La concurrence fiscale affecte également les taux de l’impôt provincial sur le revenu des sociétés, qui sont relativement bas en comparaison du taux fédéral(5). Une recherche publiée dans la Revue canadienne d’économique montre que les gouvernements provinciaux ont tendance à suivre quand l’un deux (et surtout si c’est celui de l’Ontario) baisse le taux de l’impôt sur le revenu des sociétés(6). Même l’ancien gouvernement social-démocrate du Parti Québécois utilisait l’argument de la compétitivité fiscale. Un journaliste de La Presse, le plus important quotidien de Montréal, écrivait en 1996: À ses alliés naturels, les centrales syndicales qui réclament que les entreprises paient davantage d’impôts pour équilibrer les dépenses publiques, le chef du PQ réplique sans appel: «il faut créer les conditions dans lesquelles l’économie pourra repartir», s’assurer pour attirer des investisseurs que la fiscalité des entreprises au Québec sera comparable aux voisins d’Ontario et du Nouveau-Brunswick, pour empêcher «des razzias de Frank McKenna» auprès des entreprises du Québec(7). Je pourrais vous rapporter un grand nombre d’autres citations de ce genre.

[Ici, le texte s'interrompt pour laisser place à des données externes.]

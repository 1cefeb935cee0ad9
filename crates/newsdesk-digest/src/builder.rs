//! Daily digest construction.

use std::collections::HashSet;
use std::sync::Arc;

use chrono::{NaiveDate, Utc};
use newsdesk_core::{
    ArticleRecord, ArticleStore, DigestInsert, DigestRecord, DigestStore, PreferenceScore,
};
use newsdesk_ingest::categorize;

use crate::error::DigestError;
use crate::ledger::PreferenceLedger;

pub const DEFAULT_DIGEST_CAP: usize = 12;

/// Result of a build request.
#[derive(Debug, Clone, PartialEq)]
pub enum DigestOutcome {
    /// A new digest was stored for the day.
    Built(DigestRecord),
    /// The day already had a digest; it is returned unchanged.
    AlreadyBuilt(DigestRecord),
    /// The user has no preference rows, so there is nothing to rank.
    NoPreferences,
}

impl DigestOutcome {
    #[must_use]
    pub fn record(&self) -> Option<&DigestRecord> {
        match self {
            DigestOutcome::Built(record) | DigestOutcome::AlreadyBuilt(record) => Some(record),
            DigestOutcome::NoPreferences => None,
        }
    }
}

/// Builds at most one digest per user per day from ranked preferences and
/// the current article pool.
#[derive(Clone)]
pub struct DigestBuilder {
    ledger: PreferenceLedger,
    digests: Arc<dyn DigestStore>,
    articles: Arc<dyn ArticleStore>,
    cap: usize,
}

impl DigestBuilder {
    #[must_use]
    pub fn new(
        ledger: PreferenceLedger,
        digests: Arc<dyn DigestStore>,
        articles: Arc<dyn ArticleStore>,
    ) -> Self {
        Self {
            ledger,
            digests,
            articles,
            cap: DEFAULT_DIGEST_CAP,
        }
    }

    #[must_use]
    pub fn with_cap(mut self, cap: usize) -> Self {
        self.cap = cap;
        self
    }

    /// Build the user's digest for `date`.
    ///
    /// An existing digest for the day is returned first, before the
    /// preference check. The final write is an insert-if-absent, so two
    /// concurrent builds for the same day store one record and both callers
    /// see it.
    ///
    /// # Errors
    ///
    /// Returns [`DigestError::InvalidUser`] for a blank user id, or
    /// [`DigestError::Store`] if any store operation fails.
    pub async fn build_digest(
        &self,
        user_id: &str,
        date: NaiveDate,
    ) -> Result<DigestOutcome, DigestError> {
        if user_id.trim().is_empty() {
            return Err(DigestError::InvalidUser);
        }

        if let Some(existing) = self.digests.get(user_id, date).await? {
            tracing::debug!(user_id, %date, "digest already built");
            return Ok(DigestOutcome::AlreadyBuilt(existing));
        }

        let ranked = self.ledger.ranked_preferences(user_id).await?;
        if ranked.is_empty() {
            tracing::info!(user_id, "no preferences recorded; digest skipped");
            return Ok(DigestOutcome::NoPreferences);
        }

        let pool = self.articles.load_categorized_articles().await?;
        let selected = select_articles(&ranked, &pool, self.cap);
        if selected.is_empty() {
            tracing::warn!(user_id, %date, pool = pool.len(), "digest has no matching articles");
        }

        let candidate = DigestRecord {
            user_id: user_id.to_string(),
            date,
            articles: selected,
            created_at: Utc::now(),
        };

        match self.digests.insert_if_absent(candidate).await? {
            DigestInsert::Inserted(record) => {
                tracing::info!(user_id, %date, articles = record.articles.len(), "digest built");
                Ok(DigestOutcome::Built(record))
            }
            DigestInsert::Existing(record) => Ok(DigestOutcome::AlreadyBuilt(record)),
        }
    }

    /// The user's most recently built digest.
    ///
    /// # Errors
    ///
    /// Returns [`DigestError::Store`] if the lookup fails.
    pub async fn latest_digest(&self, user_id: &str) -> Result<Option<DigestRecord>, DigestError> {
        Ok(self.digests.latest(user_id).await?)
    }
}

/// Pick up to `cap` articles: categories in ranked order, pool order within
/// each category, skipping titles already picked. Stops as soon as the cap
/// is reached, even part-way through a category.
///
/// Articles saved without a category are labelled on the fly.
#[must_use]
pub fn select_articles(
    ranked: &[PreferenceScore],
    pool: &[ArticleRecord],
    cap: usize,
) -> Vec<ArticleRecord> {
    let mut selected = Vec::new();
    let mut titles: HashSet<&str> = HashSet::new();

    'categories: for preference in ranked {
        for article in pool {
            if selected.len() >= cap {
                break 'categories;
            }
            let label = article.category.unwrap_or_else(|| categorize(article));
            if label != preference.category {
                continue;
            }
            if titles.insert(article.title.as_str()) {
                selected.push(article.clone());
            }
        }
    }

    selected
}

#[cfg(test)]
#[path = "builder_test.rs"]
mod tests;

Les taxes de vente provinciales

C’est certainement aussi la concurrence fiscale qui empêche les gouvernements provinciaux d’augmenter davantage leurs taxes de vente (qui se situent dans un corridor de 7% à 10%(8)). Il y a même une province, l’Alberta, qui n’en impose pas.

Conclusion

Nous avons donc beaucoup de faits empiriques pour supporter l’hypothèse que la concurrence fiscale entre les gouvernements provinciaux du Canada, même si elle est limitée par l’harmonisation cartellisante du gouvernement fédéral, constitue un frein salutaire à l’augmentation des impôts.

Dans une étude importante publiée par l’Institut Fraser, les économistes Finn Poschmann et William Robson concluent – c’est une conclusion très prudente mais qui vaut quand même la peine d’être citée: «Briefly, our principal theme is that the parallels between interprovincial competition within Canada and interfirm competition in a market setting are closer and more powerful in their implications for public policy than is generally appreciated. Provinces do compete on price and there is evidence that lower tax rates yield rewards as measured by local growth in profits and incomes. But, provinces also compete on program quality: the downward ratcheting of spending on government-provided goods and services that is predicted by simple “race to the bottom” views of competition is nowhere to be found.»(9) Autrement dit, la concurrence fiscale permet aux citoyens de choisir les combinaisons d’impôts et de services publics qu’ils souhaitent. Le système est loin d’être aussi efficace que la concurrence du marché, mais il est de loin préférable à l’harmonisation fiscale, qui est l’équivalent politique du monopole.

* * *

Notes

1. Estelle-Moré et Solé-Ollé (2002), p. 253.
2. Estelle-Moré et Solé-Ollé (2002), p. 252.
3. Estelle-Moré et Solé-Ollé (2002), p. 253.
4. Estelle-Moré et Solé-Ollé (2002), p. 254.
5. Le taux général se situe dans un corridor de 14% à 17%, en comparaison de 27% au fédéral; voir Treff et Perry (2002), p. 4:4.
6. Hayashi et Boadway (2001), p. 498-499, 502 et passim.
7. La Presse, 26 février 1996, p. A-1.
8. Treff et Perry (2002), p. 5:4.
9. Poshchmann et Robson (2003), p. 176.

Bibliographie sommaire

•Esteller-Moré, Alejandro, et Albert Solé-Ollé (2002), “Tax Setting in a Federal System: The Case of Personal Income Taxation in Canada”, International Tax and Public Finance, vol. 9 (2002), p. 235-257.
•Hayashi, Massayoshi, et Robin Boadway (2001), “An Empirical Analysis of Intergrovernmental Tax Interaction: The Case of Business Income Taxes in Canada”, Canadian Journal of Economics, vol. 34, no 2 (mai 2001), p. 481-503.
•Poschmann, Finn, et William Robson (2003), “Interprovincial Fiscal Competition in Canada: Theory, Facts and Options”, in Herbert G. Grubel, ed., Tax Reform in Canada: Our Road to Greater Prosperity, Vancouver, Fraser Institute, 2003.
•Treff, Karin, et David Perry (2002), Finances of the Nation, Ottawa, Canadian Tax Foundation, 2002.


Michel Kelly-Gagnon is President of the Montreal Economic Institute.